Refusing to sacrifice herself, Joy decided to seek recourse at Berkeley through the Title IX system.  Title IX, she explains, originated with Bernice Sandler who in 1969 was denied tenure at the University of Maryland because, as a woman, she “came on too strong.”  Joining forces with the Women’s Equity Action League, she took action against hundreds of colleges and universities for being in violation of a recent executive order against discrimination based on sex.  Her activism led to the enactment of Title IX, a 1972 Education Amendment, that prohibited sex-based discrimination.  Originally limited to hiring and athletics, by the 1990s the scope of Title IX expanded to sexual violence and harassment. 

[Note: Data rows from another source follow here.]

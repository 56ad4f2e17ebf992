use std::collections::HashMap;
use std::fmt;
use std::fs::File;
use std::io::{BufRead, BufReader, Read, Seek};
use std::path::Path;

use hex::FromHex;

use crate::crypto;
use crate::error::{Error, Result};

/// Key-area encryption key category, as indexed by the NCA header.
#[derive(Debug, Clone, Copy, PartialEq, Eq)]
pub enum KaekIndex {
    Application,
    Ocean,
    System,
}

impl KaekIndex {
    pub fn key_prefix(self) -> &'static str {
        match self {
            KaekIndex::Application => "key_area_key_application",
            KaekIndex::Ocean => "key_area_key_ocean",
            KaekIndex::System => "key_area_key_system",
        }
    }
}

/// Console-unique RSA-2048 keypair used to unwrap personalized titlekeys.
#[derive(Clone)]
pub struct EticketRsaKeyPair {
    pub private_exponent: [u8; 0x100],
    pub modulus: [u8; 0x100],
    pub public_exponent: [u8; 4],
}

/// Process-wide key material, loaded once at init.
///
/// Keys are parsed from `name = hexvalue` files (`prod.keys` and friends).
/// Lookups fail with [`Error::KeyMissing`] on first use of an absent key,
/// never by handing out zeroed key material.
#[derive(Clone, Default)]
pub struct KeySet {
    raw_keys: HashMap<String, Vec<u8>>,
    header_key_cache: Option<[u8; 0x20]>,
}

impl fmt::Debug for KeySet {
    fn fmt(&self, f: &mut fmt::Formatter<'_>) -> fmt::Result {
        // Key values stay out of debug output.
        let mut names: Vec<_> = self.raw_keys.keys().collect();
        names.sort();
        f.debug_struct("KeySet")
            .field("total_keys", &self.raw_keys.len())
            .field("names", &names)
            .finish()
    }
}

impl KeySet {
    /// Create a new keyset from a file path
    pub fn from_file<P: AsRef<Path>>(path: P) -> Result<Self> {
        let file = File::open(path)?;
        Self::from_reader(file)
    }

    /// Parse a key file to extract keys.
    pub fn from_reader(reader: impl Read + Seek) -> Result<Self> {
        let mut keyset = KeySet::default();
        keyset.merge_from_reader(reader)?;
        Ok(keyset)
    }

    /// Merge keys from another reader; later entries override earlier ones.
    ///
    /// Used to layer console-unique key files over the shared key file.
    pub fn merge_from_reader(&mut self, reader: impl Read + Seek) -> Result<()> {
        let lines = BufReader::new(reader).lines();
        let mut keys_loaded = 0;

        for line in lines {
            let line_str = line?;

            // Skip empty lines or comments
            if line_str.trim().is_empty() || line_str.trim().starts_with(';') {
                continue;
            }

            let line_parts: Vec<_> = line_str.split('=').collect();
            if line_parts.len() != 2 {
                continue;
            }

            let key = line_parts[0].trim().to_string();
            let value = line_parts[1].trim().split(';').next().unwrap_or("").trim();

            let key_data = match Vec::from_hex(value) {
                Ok(data) => data,
                Err(_) => {
                    tracing::warn!("Invalid hex value for key {}: {}", key, value);
                    continue;
                }
            };

            self.raw_keys.insert(key, key_data);
            keys_loaded += 1;
        }

        self.update_caches();

        tracing::info!("Loaded {} keys", keys_loaded);

        Ok(())
    }

    fn update_caches(&mut self) {
        if let Some(key_data) = self.raw_keys.get("header_key")
            && key_data.len() == 0x20
        {
            let mut header_key = [0u8; 0x20];
            header_key.copy_from_slice(key_data);
            self.header_key_cache = Some(header_key);
        }
    }

    /// Try to get a fixed-size key by its exact name
    pub fn get_key<const N: usize>(&self, key_name: &str) -> Option<[u8; N]> {
        self.raw_keys.get(key_name).and_then(|data| {
            if data.len() == N {
                let mut result = [0u8; N];
                result.copy_from_slice(data);
                Some(result)
            } else {
                None
            }
        })
    }

    fn require_key<const N: usize>(&self, key_name: &str) -> Result<[u8; N]> {
        self.get_key(key_name)
            .ok_or_else(|| Error::KeyMissing(key_name.to_string()))
    }

    /// NCA header key, split into its two XTS halves at use sites.
    pub fn header_key(&self) -> Result<[u8; 0x20]> {
        self.header_key_cache
            .ok_or_else(|| Error::KeyMissing("header_key".to_string()))
    }

    /// Key-area encryption key for the given category and key generation.
    pub fn kaek(&self, index: KaekIndex, generation: u8) -> Result<[u8; 0x10]> {
        self.require_key(&format!("{}_{:02x}", index.key_prefix(), generation))
    }

    /// Title KEK for the given key generation.
    pub fn titlekek(&self, generation: u8) -> Result<[u8; 0x10]> {
        self.require_key(&format!("titlekek_{:02x}", generation))
    }

    /// Ticket common key for the given key generation.
    ///
    /// Key dumps that don't carry a dedicated `ticket_commonkey` table use
    /// the titlekek table for common tickets.
    pub fn ticket_common_key(&self, generation: u8) -> Result<[u8; 0x10]> {
        let name = format!("ticket_commonkey_{:02x}", generation);
        if let Some(key) = self.get_key(&name) {
            return Ok(key);
        }
        self.titlekek(generation)
    }

    /// AES-128-CBC key for the gamecard CardInfo area.
    pub fn card_info_key(&self) -> Result<[u8; 0x10]> {
        self.require_key("xci_header_key")
    }

    /// AES-128-CMAC key for save headers.
    pub fn save_mac_key(&self) -> Result<[u8; 0x10]> {
        self.require_key("save_mac_key")
    }

    /// Console-unique eticket RSA keypair, stored as the decrypted 0x220
    /// PRODINFO blob: ctr (0x10) | d (0x100) | n (0x100) | e (0x4) | pad.
    pub fn eticket_rsa_keypair(&self) -> Result<EticketRsaKeyPair> {
        let blob = self
            .raw_keys
            .get("eticket_rsa_keypair")
            .ok_or_else(|| Error::KeyMissing("eticket_rsa_keypair".to_string()))?;
        if blob.len() < 0x214 {
            return Err(Error::KeyMissing(
                "eticket_rsa_keypair (truncated)".to_string(),
            ));
        }

        let mut pair = EticketRsaKeyPair {
            private_exponent: [0u8; 0x100],
            modulus: [0u8; 0x100],
            public_exponent: [0u8; 4],
        };
        pair.private_exponent.copy_from_slice(&blob[0x10..0x110]);
        pair.modulus.copy_from_slice(&blob[0x110..0x210]);
        pair.public_exponent.copy_from_slice(&blob[0x210..0x214]);
        Ok(pair)
    }

    /// Decrypts an NCA key area into its four key slots.
    pub fn decrypt_nca_key_area(
        &self,
        index: KaekIndex,
        generation: u8,
        encrypted: &[u8; 0x40],
    ) -> Result<[[u8; 0x10]; 4]> {
        let kaek = self.kaek(index, generation)?;

        let mut area = *encrypted;
        crypto::aes128_ecb_decrypt(&kaek, &mut area)?;

        let mut keys = [[0u8; 0x10]; 4];
        for (i, key) in keys.iter_mut().enumerate() {
            key.copy_from_slice(&area[i * 0x10..(i + 1) * 0x10]);
        }
        Ok(keys)
    }

    /// Unwraps a personalized titlekey block with the console RSA key.
    pub fn unwrap_rsa_oaep_titlekey(&self, wrapped: &[u8; 0x100]) -> Result<[u8; 0x10]> {
        let pair = self.eticket_rsa_keypair()?;
        let label_hash = crypto::sha256(b"");
        let plain =
            crypto::rsa2048_oaep_unwrap(&pair.modulus, &pair.private_exponent, wrapped, &label_hash)?;
        if plain.len() != 0x10 {
            return Err(Error::CryptoFailure(format!(
                "unwrapped titlekey has unexpected length 0x{:X}",
                plain.len()
            )));
        }
        let mut titlekey = [0u8; 0x10];
        titlekey.copy_from_slice(&plain);
        Ok(titlekey)
    }

    /// Check if the keyset has the minimum keys for NCA decryption.
    pub fn has_required_nca_keys(&self) -> bool {
        self.header_key_cache.is_some()
            && self.get_key::<0x10>("key_area_key_application_00").is_some()
            && self.get_key::<0x10>("titlekek_00").is_some()
    }
}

We all have a natural tendency to deny the possibility that someone we like could have a dark side. It’s tempting to adopt the narrative that confirms our views, even when it leads us to erase ourselves or to justify the crimes of others, like the fellow travelers and latter-day Stalinists who have seen terror as a minor aberration along the way to a noble goal. Joy Neumeyer, A Survivor’s Education: Women, Violence, and the Stories We Don’t Tell.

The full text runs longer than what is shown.